* _Problem details_
Please repeat the records, word for word and without gaps.

* _Extracted information_

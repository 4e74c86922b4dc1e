//! Core error kinds shared across every subsystem.
//
// https://github.com/rust-iot/rust-lpwan
// Copyright 2021 Ryan Kurte

#[cfg(not(feature = "std"))]
use core::fmt::Debug;

/// Error kinds surfaced by the core, per the error handling design.
///
/// `LeaseQuery` is not a failure: it tells the caller the message has
/// been parked pending address resolution and will be retried. It
/// must never reach the IP layer as an error.
#[derive(Clone, Copy, Debug, PartialEq, Eq)]
#[cfg_attr(feature = "defmt", derive(defmt::Format))]
#[cfg_attr(feature = "std", derive(thiserror::Error))]
pub enum ThreadError {
    /// The message buffer pool has no free cells left.
    #[cfg_attr(feature = "std", error("message buffer pool exhausted"))]
    NoBufs,
    /// The operation cannot proceed right now (e.g. radio mid-transmit).
    #[cfg_attr(feature = "std", error("operation would block"))]
    Busy,
    /// Malformed input that cannot be decoded.
    #[cfg_attr(feature = "std", error("malformed input"))]
    Parse,
    /// Input was well-formed but must be silently discarded.
    #[cfg_attr(feature = "std", error("well-formed input discarded"))]
    Drop,
    /// Link-layer security check (MIC / frame counter) failed.
    #[cfg_attr(feature = "std", error("link-layer security check failed"))]
    Security,
    /// No route exists to the requested destination.
    #[cfg_attr(feature = "std", error("no route to destination"))]
    NoRoute,
    /// The message has been parked awaiting address resolution.
    #[cfg_attr(feature = "std", error("parked pending address resolution"))]
    LeaseQuery,
    /// The call is not valid for the component's current state.
    #[cfg_attr(feature = "std", error("invalid for current state"))]
    InvalidState,
    /// Caller-supplied arguments are invalid.
    #[cfg_attr(feature = "std", error("invalid arguments"))]
    InvalidArgs,
    /// The item is already enqueued / already present.
    #[cfg_attr(feature = "std", error("already present"))]
    Already,
    /// The item could not be found (e.g. dequeue of an absent message).
    #[cfg_attr(feature = "std", error("not found"))]
    NotFound,
}

/// Wraps [`ThreadError`] with an underlying radio/platform error, mirroring
/// the teacher crate's `CoreError<E>` so platform failures keep their
/// original type instead of being collapsed into a single variant.
#[derive(Clone, Copy, Debug, PartialEq, Eq)]
#[cfg_attr(feature = "std", derive(thiserror::Error))]
pub enum CoreError<E> {
    /// One of the fixed core error kinds.
    #[cfg_attr(feature = "std", error(transparent))]
    Core(#[cfg_attr(feature = "std", from)] ThreadError),
    /// An error returned by the underlying radio/platform driver.
    #[cfg_attr(feature = "std", error("radio error: {0:?}"))]
    Radio(E),
}

#[cfg(not(feature = "std"))]
impl<E> From<ThreadError> for CoreError<E> {
    fn from(e: ThreadError) -> Self {
        CoreError::Core(e)
    }
}

#[cfg(not(feature = "std"))]
impl<E: Debug> core::fmt::Display for CoreError<E> {
    fn fmt(&self, f: &mut core::fmt::Formatter<'_>) -> core::fmt::Result {
        match self {
            CoreError::Core(e) => write!(f, "{:?}", e),
            CoreError::Radio(e) => write!(f, "radio error: {:?}", e),
        }
    }
}

/// Shorthand used throughout the core for operations that cannot fail
/// with a platform error (buffer pool, codecs, queues).
pub type Result<T> = core::result::Result<T, ThreadError>;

* _Solution to the problem_
repository 4e74c86922b4dc1e
//! Core error kinds shared across every subsystem.
//
// https://github.com/rust-iot/rust-lpwan
// Copyright 2021 Ryan Kurte

#[cfg(not(feature = "std"))]
use core::fmt::Debug;

/// Error kinds surfaced by the core, per the error handling design.
///
/// `LeaseQuery` is not a failure: it tells the caller the message has
/// been parked pending address resolution and will be retried. It
/// must never reach the IP layer as an error.
#[derive(Clone, Copy, Debug, PartialEq, Eq)]
#[cfg_attr(feature = "defmt", derive(defmt::Format))]
#[cfg_attr(feature = "std", derive(thiserror::Error))]
pub enum ThreadError {
    /// The message buffer pool has no free cells left.
    #[cfg_attr(feature = "std", error("message buffer pool exhausted"))]
    NoBufs,
    /// The operation cannot proceed right now (e.g. radio mid-transmit).
    #[cfg_attr(feature = "std", error("operation would block"))]
    Busy,
    /// Malformed input that cannot be decoded.
    #[cfg_attr(feature = "std", error("malformed input"))]
    Parse,
    /// Input was well-formed but must be silently discarded.
    #[cfg_attr(feature = "std", error("well-formed input discarded"))]
    Drop,
    /// Link-layer security check (MIC / frame counter) failed.
    #[cfg_attr(feature = "std", error("link-layer security check failed"))]
    Security,
    /// No route exists to the requested destination.
    #[cfg_attr(feature = "std", error("no route to destination"))]
    NoRoute,
    /// The message has been parked awaiting address resolution.
    #[cfg_attr(feature = "std", error("parked pending address resolution"))]
    LeaseQuery,
    /// The call is not valid for the component's current state.
    #[cfg_attr(feature = "std", error("invalid for current state"))]
    InvalidState,
    /// Caller-supplied arguments are invalid.
    #[cfg_attr(feature = "std", error("invalid arguments"))]
    InvalidArgs,
    /// The item is already enqueued / already present.
    #[cfg_attr(feature = "std", error("already present"))]
    Already,
    /// The item could not be found (e.g. dequeue of an absent message).
    #[cfg_attr(feature = "std", error("not found"))]
    NotFound,
}

/// Wraps [`ThreadError`] with an underlying radio/platform error, mirroring
/// the teacher crate's `CoreError<E>` so platform failures keep their
/// original type instead of being collapsed into a single variant.
#[derive(Clone, Copy, Debug, PartialEq, Eq)]
#[cfg_attr(feature = "std", derive(thiserror::Error))]
pub enum CoreError<E> {
    /// One of the fixed core error kinds.
    #[cfg_attr(feature = "std", error(transparent))]
    Core(#[cfg_attr(feature = "std", from)] ThreadError),
    /// An error returned by the underlying radio/platform driver.
    #[cfg_attr(feature = "std", error("radio error: {0:?}"))]
    Radio(E),
}

#[cfg(not(feature = "std"))]
impl<E> From<ThreadError> for CoreError<E> {
    fn from(e: ThreadError) -> Self {
        CoreError::Core(e)
    }
}

#[cfg(not(feature = "std"))]
impl<E: Debug> core::fmt::Display for CoreError<E> {
    fn fmt(&self, f: &mut core::fmt::Formatter<'_>) -> core::fmt::Result {
        match self {
            CoreError::Core(e) => write!(f, "{:?}", e),
            CoreError::Radio(e) => write!(f, "radio error: {:?}", e),
        }
    }
}

/// Shorthand used throughout the core for operations that cannot fail
/// with a platform error (buffer pool, codecs, queues).
pub type Result<T> = core::result::Result<T, ThreadError>;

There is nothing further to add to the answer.